◆ **Aim of the exercise**: Single out the lines of the material that contain "order" and copy them.

◆ **Raw data**:

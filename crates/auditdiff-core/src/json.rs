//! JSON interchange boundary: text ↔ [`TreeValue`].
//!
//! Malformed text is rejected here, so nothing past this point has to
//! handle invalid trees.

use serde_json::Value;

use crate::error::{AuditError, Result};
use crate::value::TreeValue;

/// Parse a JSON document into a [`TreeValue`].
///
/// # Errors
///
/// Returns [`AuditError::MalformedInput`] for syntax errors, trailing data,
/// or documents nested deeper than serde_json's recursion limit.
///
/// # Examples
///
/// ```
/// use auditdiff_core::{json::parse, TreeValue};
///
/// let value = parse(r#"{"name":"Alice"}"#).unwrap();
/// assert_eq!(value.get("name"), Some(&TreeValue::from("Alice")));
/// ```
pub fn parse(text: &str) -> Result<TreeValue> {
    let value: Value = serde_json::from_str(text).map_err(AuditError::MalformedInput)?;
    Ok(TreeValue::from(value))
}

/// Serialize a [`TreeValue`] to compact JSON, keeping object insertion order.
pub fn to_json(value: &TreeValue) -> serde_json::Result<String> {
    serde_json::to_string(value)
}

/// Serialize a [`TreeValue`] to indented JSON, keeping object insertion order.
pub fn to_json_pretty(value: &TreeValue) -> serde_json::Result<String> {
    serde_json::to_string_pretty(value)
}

---

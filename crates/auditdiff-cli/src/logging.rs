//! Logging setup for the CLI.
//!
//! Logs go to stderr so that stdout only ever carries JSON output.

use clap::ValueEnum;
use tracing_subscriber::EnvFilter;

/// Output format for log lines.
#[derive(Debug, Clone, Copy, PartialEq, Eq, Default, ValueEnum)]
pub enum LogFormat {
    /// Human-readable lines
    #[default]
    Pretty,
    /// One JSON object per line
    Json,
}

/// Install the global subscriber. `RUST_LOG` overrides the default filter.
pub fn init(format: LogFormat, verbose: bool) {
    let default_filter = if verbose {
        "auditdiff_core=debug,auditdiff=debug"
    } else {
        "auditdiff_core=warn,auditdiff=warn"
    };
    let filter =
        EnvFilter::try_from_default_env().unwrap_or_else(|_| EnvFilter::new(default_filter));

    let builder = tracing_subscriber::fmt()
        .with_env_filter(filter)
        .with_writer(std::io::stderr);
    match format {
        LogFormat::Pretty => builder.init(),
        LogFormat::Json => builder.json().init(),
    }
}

◆ **Answer section**:
/// Serialize a [`TreeValue`] to compact JSON, keeping object insertion order.
/// Serialize a [`TreeValue`] to indented JSON, keeping object insertion order.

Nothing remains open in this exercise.